Supplementary Information
The online version contains supplementary material available at 10.1186/s13014-022-02125-z.
Keywords: Pancreatic cancer, SBRT, Image guided radiation therapy, CT
Background
Pancreatic cancer is a lethal malignancy with a five-year overall survival rate of 2–10% [1–4]. In recent years, there has been an increased focus on the utilization of stereotactic body radiotherapy (SBRT) for the definitive treatment of pancreatic malignancies [2, 5, 6]. SBRT for pancreatic cancer is also critical in the palliative setting, as SBRT has been demonstrated to elicit durable local control and long-lasting relief of symptoms of local progression such as abdominal pain and gastric outlet obstruction [7–9]. However, the delivery of SBRT for pancreatic tumors is challenging given the close proximity of the mobile and radiosensitive luminal gastrointestinal tract [10]. Magnetic resonance imaging (MRI) guided radiotherapy has been shown to allow precise delineation of daily target and organ at risk (OAR) volumes, improving the efficacy of pancreatic SBRT while minimizing toxicity [11–13]. Recently, the implementation of daily online adaptive planning via stereotactic magnetic resonance guided adaptive radiotherapy (SMART) has yielded promising progression-free and overall survival rates as well as a favorable toxicity profile in the ablation of pancreatic cancer [4,14–16].
Recently, a novel ring gantry computed tomography (CT) based radiotherapy machine has been developed with a high-quality cone-beam CT capable of yielding high resolution on-board volumetric images and an artificial intelligence (AI) enhanced treatment planning system (TPS), which is capable of daily adaptive planning (ETHOS, Varian Medical Systems, Palo Alto, CA) [17–19]. The use of cone beam CT-guided adaptive radiotherapy for the clinical ablation of pancreatic cancer has not yet been described. Herein we describe the first reported treatment of a patient with pancreatic cancer using cone beam CT-guided stereotactic adaptive radiotherapy (CT-STAR), including a discussion of the workflow and dosimetric analysis of the treatment.
Case presentation
Patient presentation
A 61-year-old woman presented following an episode of abdominal pain due to acute pancreatitis. During the patient’s work up, a CT chest/abdomen/pelvis demonstrated a mass in the pancreatic body. Biopsy of the mass confirmed pancreatic adenocarcinoma. The patient met with medical oncology and was recommended neo-adjuvant systemic therapy but declined and pursued alternative therapies. The patient returned to clinic several months later with abdominal pain and interval imaging demonstrating progression of local disease with encasement of the splenic and superior mesenteric veins (Fig. 1) as well as the development of liver metastases. The primary mass measured 4.8 × 3.8 cm. The patient was referred to radiation oncology for consideration of palliative radiotherapy. On interview, the patient reported left upper quadrant and back pain as well as malaise and weight loss. Physical exam was otherwise unremarkable. The patient was recommended SBRT to her primary mass for durable palliation, 35 Gy in 5 fractions, 7 Gy per fraction. Given the high dose per fraction and adjacent critical organs at risk, the treating radiation oncologist elected to use daily online adaptation with cone beam CT-guidance.
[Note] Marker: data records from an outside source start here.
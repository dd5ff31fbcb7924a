pub mod alignment;
pub mod config;
pub mod error;
pub mod pipeline;
pub mod transliteration;
pub mod types;

pub use alignment::classify::{classify_dtw_path, expected_sequence, got_sequence};
pub use alignment::dtw::{dtw, DtwAlignment};
pub use alignment::lattice::{load_frames, parse_phone_dump};
pub use alignment::needleman::{needleman_wunsch, GlobalAlignment, GlobalWeights};
pub use alignment::scoring::{accuracy, omitted_words, Weighting};
pub use config::{AlignerKind, ScoringConfig};
pub use error::ScoringError;
pub use pipeline::builder::ReadingScorerBuilder;
pub use pipeline::runtime::ReadingScorer;
pub use pipeline::traits::{AlignedSteps, SequenceAligner, Transliterator};
pub use transliteration::{transliterate, PhonemeTables, ReferenceSequence, Transliteration};
pub use types::{AlignmentStep, Candidate, Frame, PhonemeStep, ScoreOutput, StepKind};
Treatment planning and delivery
The patient was simulated utilizing an end-exhale breath-hold CT with intravenous and oral bowel contrast and a 4-dimensional CT. Intravenous contrast was administered at the 45-s delay phase per institutional protocol. The primary image used for planning was the end-exhale breath-hold CT. The 4D-CT is captured in the case that the patient is non-compliant with breath-hold and requires treatment with a different modality and/or dose and fractionation. Of note, as contrast is not delivered with each subsequent daily cone beam CT, the density of the contrast is overrided on the simulation CT to the density of water so that the contrast has no dosimetric impact on the initial plan (PI). The patient was positioned in a custom immobilization device with left arm down and right arm up, per institutional pancreatic SBRT practice. An MRI was obtained at time of simulation and fused to the simulation images for assistance in target delineation. All treatment planning was performed in the ETHOS (v.02.01.00) TPS. The gross tumor volume (GTV) comprised the gross tumor demonstrated on simulation imaging. As the patient was simulated and intended to be treated at end-exhale breath-hold, a internal GTV or internal target volume was not created. No clinical target volume (CTV) was utilized per standard institutional pancreatic SBRT practice. A 0.5 cm uniform volumetric expansion was applied to form a planning target volume (PTV). The relevant organs-at-risk (OARs) were contoured at the axial slices from 3 cm below to 3 cm above the PTV.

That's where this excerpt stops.